Member of Parliament, Lok Sabha
- In office 16 May 2014 – 4 June 2024
- Preceded by: Pawan Kumar Bansal
- Succeeded by: Manish Tewari
- Constituency: Chandigarh

Personal details
- Born: Kiran Thakar Singh Sandhu 14 June 1952 (age 74) Bangalore, Mysore State, India
- Party: Bharatiya Janata Party
- Spouses: ; Gautam Berry ​ ​(m. 1979; div. 1985)​ ; Anupam Kher ​(m. 1985)​
- Children: Sikandar Kher
- Occupation: Actress; television personality; entertainment producer; singer; politician; socio-political activist;

= Kirron Kher =

Indian actress and politician (born 1952)

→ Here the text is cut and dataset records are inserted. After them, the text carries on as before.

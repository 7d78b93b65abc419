//! Route table
//!
//! Wires handlers, the JWT middleware and the response cache into the
//! request pipeline. Shared between `main` and the integration tests so both
//! run the exact same pipeline.

use actix_middleware::{CacheResponse, JwtAuth};
use actix_web::{web, HttpResponse};
use chrono::Utc;
use response_cache::ResponseCache;
use std::sync::Arc;

use crate::handlers;

pub fn configure(
    cfg: &mut web::ServiceConfig,
    secret: &str,
    cache: Arc<ResponseCache>,
    food_list_ttl_secs: u64,
) {
    cfg.route("/health", web::get().to(health))
        .service(
            web::scope("/api/user")
                .route("/register", web::post().to(handlers::users::register))
                .route("/login", web::post().to(handlers::users::login)),
        )
        .service(
            web::scope("/api/food")
                .service(
                    web::resource("/list")
                        .wrap(CacheResponse::new(cache, food_list_ttl_secs))
                        .route(web::get().to(handlers::food::list_food)),
                )
                .service(
                    web::resource("/add")
                        .wrap(JwtAuth::new(secret))
                        .route(web::post().to(handlers::food::add_food)),
                )
                .service(
                    web::resource("/remove")
                        .wrap(JwtAuth::new(secret))
                        .route(web::post().to(handlers::food::remove_food)),
                ),
        )
        .service(
            web::scope("/api/cart")
                .wrap(JwtAuth::new(secret))
                .route("/add", web::post().to(handlers::cart::add_to_cart))
                .route("/remove", web::post().to(handlers::cart::remove_from_cart))
                .route("/get", web::post().to(handlers::cart::get_cart)),
        )
        .service(
            web::scope("/api/order")
                .route("/verify", web::post().to(handlers::orders::verify_order))
                .service(
                    web::resource("/place")
                        .wrap(JwtAuth::new(secret))
                        .route(web::post().to(handlers::orders::place_order)),
                )
                .service(
                    web::resource("/userorders")
                        .wrap(JwtAuth::new(secret))
                        .route(web::post().to(handlers::orders::user_orders)),
                )
                .service(
                    web::resource("/list")
                        .wrap(JwtAuth::new(secret))
                        .route(web::get().to(handlers::orders::list_orders)),
                )
                .service(
                    web::resource("/status")
                        .wrap(JwtAuth::new(secret))
                        .route(web::post().to(handlers::orders::update_status)),
                ),
        );
}

async fn health(cache: web::Data<ResponseCache>) -> HttpResponse {
    HttpResponse::Ok().json(serde_json::json!({
        "status": "ok",
        "cache": cache.connectivity().as_str(),
        "timestamp": Utc::now().to_rfc3339(),
    }))
}
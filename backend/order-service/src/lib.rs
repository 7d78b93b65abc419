/// Tavola Order Service
///
/// REST backend for catalog browsing, cart management, checkout and order
/// tracking. Protected routes authenticate through the shared JWT middleware;
/// catalog reads are served through the Redis response cache and invalidated
/// when the catalog changes.
///
/// # Modules
///
/// - `handlers`: HTTP request handlers (users, food, cart, orders)
/// - `models`: Domain data structures
/// - `store`: In-process repositories backing the handlers
/// - `routes`: Route table wiring middleware and handlers
/// - `password`: Argon2id password hashing
/// - `error`: Error types and HTTP mapping
/// - `config`: Configuration management
pub mod config;
pub mod error;
pub mod handlers;
pub mod models;
pub mod password;
pub mod routes;
pub mod store;

pub use config::Config;
pub use error::{AppError, Result};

Kirron Anupam Kher (also Kiran or, Kiron, born 14 June 1952) is an Indian politician, former actress, television personality, singer, and entertainment producer known for her work in Hindi films and television. She is a member of the Bharatiya Janata Party and was a Member of Parliament in the Lok Sabha, the lower house of Indian Parliament, from Chandigarh, from 2014 to 2024. Through her film career, she is the recipient of two National Film Awards and a Lux Style Award, and has received four Filmfare Award nominations.

==Early life==
Kiran Singh was born on 14 June 1952 in Bangalore, Mysore State, India into a Punjabi Sikh family and grew up in Chandigarh. During the period of her first marriage to Gautam Berry, she was known as 'Kiran Berry'. When she married Anupam Kher, she resumed her maiden name and also added her latest husband's surname, being known as 'Kiran Thakar Singh Kher'. In later life, she developed a firm belief in numerology, and in 2003 (aged 51), she changed her name from "Kiran" to "Kirron" based on numerological calculations, dropped her maiden names, and came to be known as 'Kirron Kher.' She is sometimes known as 'Grandma India.'

Kirron has one brother and two sisters. Her brother, the artist Amardeep Singh Sandhu, died in 2003. One of her sisters is the Arjuna Award–winning badminton player, Kanwal Thakar Kaur. Her other sister, Sharanjit Kaur Sandhu, is the wife of a retired senior officer of the Indian Navy.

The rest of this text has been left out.